The Alcolu Railroad was a shortline railroad that served South Carolina in the early 20th century. It was incorporated in 1902 to help to carry passengers and freight from Alcolu, South Carolina, in Clarendon County, to Beulah, which was renamed Olanta. Freight service was extended to Ham, in Florence County.
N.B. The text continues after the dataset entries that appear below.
// pixie/src/utils/mod.rs
use crate::core::VALID_EXTENSIONS;
use std::ffi::{OsStr, OsString};
use std::path::Path;
use walkdir::WalkDir;

/// Returns true for names with an accepted image extension, compared lowercased.
pub fn is_supported_format(path: &Path) -> bool {
    get_file_extension(path)
        .map(|ext| VALID_EXTENSIONS.contains(&ext.as_str()))
        .unwrap_or(false)
}

pub fn is_hidden(file_name: &OsStr) -> bool {
    file_name.as_encoded_bytes().starts_with(b".")
}

pub fn get_file_extension(path: &Path) -> Option<String> {
    path.extension()
        .and_then(|ext| ext.to_str())
        .map(|s| s.to_lowercase())
}

/// Lists the image files directly inside `dir`, sorted by name.
///
/// Hidden files and unsupported extensions are left out. Symlinks are
/// followed, so a link to an image counts as an image. Names are kept as
/// `OsString`; non-UTF-8 names are listed like any other. A missing directory
/// yields an empty list.
pub fn list_images(dir: &Path) -> Vec<OsString> {
    if !dir.is_dir() {
        return Vec::new();
    }

    WalkDir::new(dir)
        .min_depth(1)
        .max_depth(1)
        .follow_links(true)
        .sort_by_file_name()
        .into_iter()
        .filter_map(|entry| match entry {
            Ok(entry) => Some(entry),
            Err(e) => {
                log::debug!("Skipping unreadable entry in {}: {}", dir.display(), e);
                None
            }
        })
        .filter(|entry| entry.file_type().is_file())
        .map(|entry| entry.file_name().to_os_string())
        .filter(|name| !name.is_empty() && !is_hidden(name))
        .filter(|name| is_supported_format(Path::new(name)))
        .collect()
}

/// True when the directory exists and holds at least one accepted image.
pub fn dir_has_images(dir: &Path) -> bool {
    !list_images(dir).is_empty()
}
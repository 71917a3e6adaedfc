use anyhow::{bail, Context};
use clap::Parser;
use log::{Level, LevelFilter};
use pixie_responsive::config::SAMPLE_CONFIG;
use pixie_responsive::{BatchProcessor, Cli, Commands, OptimizerConfig};
use std::io::Write;
use std::path::Path;
use std::process::ExitCode;

fn main() -> ExitCode {
    let cli = Cli::parse();

    // Initialize logger
    env_logger::Builder::new()
        .filter_level(if cli.verbose {
            LevelFilter::Debug
        } else {
            LevelFilter::Info
        })
        .format(|buf, record| match record.level() {
            Level::Error => writeln!(buf, "[ERROR] {}", record.args()),
            Level::Warn => writeln!(buf, "[WARNING] {}", record.args()),
            Level::Info => writeln!(buf, "{}", record.args()),
            _ => writeln!(buf, "[{}] {}", record.level(), record.args()),
        })
        .init();

    let result = match cli.action() {
        Commands::Run => process_run(&cli.config),
        Commands::Plan => process_plan(&cli.config),
        Commands::Init { force } => process_init(&cli.config, force),
    };

    match result {
        Ok(()) => ExitCode::SUCCESS,
        Err(e) => {
            log::error!("{:#}. Exiting.", e);
            ExitCode::FAILURE
        }
    }
}

fn load_config(path: &Path) -> anyhow::Result<OptimizerConfig> {
    OptimizerConfig::load(path)
        .with_context(|| format!("Failed to load config {}", path.display()))
}

fn process_run(config_path: &Path) -> anyhow::Result<()> {
    let config = load_config(config_path)?;
    let summary = BatchProcessor::new(config).run()?;

    log::info!(
        "Done. {} saved, {} skipped, {} failed.",
        summary.saved(),
        summary.skipped(),
        summary.failed()
    );

    Ok(())
}

fn process_plan(config_path: &Path) -> anyhow::Result<()> {
    let config = load_config(config_path)?;
    let batch = BatchProcessor::new(config);
    batch.preflight()?;

    let tasks = batch.planned_tasks();
    for task in &tasks {
        println!(
            "{} -> {} @ {}px",
            task.input_path.display(),
            task.output_path.display(),
            task.target_width
        );
    }

    let favicons = batch.planned_favicons();
    for path in &favicons {
        println!("favicon -> {}", path.display());
    }

    println!("{} file(s) would be written.", tasks.len() + favicons.len());
    Ok(())
}

fn process_init(config_path: &Path, force: bool) -> anyhow::Result<()> {
    if config_path.exists() && !force {
        bail!(
            "{} already exists (use --force to overwrite)",
            config_path.display()
        );
    }

    if let Some(parent) = config_path.parent().filter(|p| !p.as_os_str().is_empty()) {
        std::fs::create_dir_all(parent)
            .with_context(|| format!("Failed to create {}", parent.display()))?;
    }

    std::fs::write(config_path, SAMPLE_CONFIG)
        .with_context(|| format!("Failed to write {}", config_path.display()))?;

    println!("Sample configuration written to: {}", config_path.display());
    Ok(())
}
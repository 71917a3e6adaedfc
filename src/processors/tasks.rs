// pixie/src/processors/tasks.rs
use crate::config::{AssetSetEntry, Device, ImageProfile, Variant};
use crate::core::ResizeTask;
use crate::utils::list_images;
use std::path::Path;

/// One task per image in `input_dir`, each writing to `output_dir/<same name>`.
///
/// Missing or empty input directories produce no tasks.
pub fn build_tasks(
    input_dir: &Path,
    output_dir: &Path,
    target_width: u32,
    quality: Option<u8>,
) -> Vec<ResizeTask> {
    list_images(input_dir)
        .into_iter()
        .map(|file_name| {
            ResizeTask::new(
                input_dir.join(&file_name),
                output_dir.join(&file_name),
                target_width,
                quality,
            )
        })
        .collect()
}

pub fn variant_tasks(profile: &ImageProfile, device: Device, variant: &Variant) -> Vec<ResizeTask> {
    build_tasks(
        &profile.input_dir,
        &profile.output_dir(device, variant),
        variant.width,
        Some(profile.quality),
    )
}

pub fn asset_tasks(entry: &AssetSetEntry) -> Vec<ResizeTask> {
    build_tasks(
        &entry.input_dir,
        &entry.output_dir,
        entry.width,
        Some(entry.quality),
    )
}

/// Every task of a profile in execution order: devices in fixed order, variants as declared.
pub fn profile_tasks(profile: &ImageProfile) -> Vec<ResizeTask> {
    Device::ALL
        .iter()
        .flat_map(|&device| {
            profile
                .sizes
                .variants(device)
                .into_iter()
                .flat_map(move |variant| variant_tasks(profile, device, &variant))
        })
        .collect()
}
For a short time, a passenger service ran from Olanta to Kirby once a week.

==Route==
- Alcolu, junction with Central Railroad of South Carolina, later (Atlantic Coast Line)
- McLeod, 2 miles
- Harby, 5 miles
- DuRant, 7 miles
- Gable, 11 miles (after 1914 when Black River Cypress built mill)
- Sardinia, 12 miles
- Gamble's Store, 14 miles (Renamed New Zion after Gamble's death )
- Beards, 15 miles
- Coles, 17 miles (Renamed Seloc in 1905]
- Paroda Junction, 20 miles, junction with Paroda Railroad
- Hudson, 21 miles
- Beulah, 25 miles, (Renamed Olanta in 1908)
- Kirby, 29 miles [Passenger service once a week]
- Ham, 32.8 miles [Freight service only]

==Closure==
It was abandoned on June 4, 1936.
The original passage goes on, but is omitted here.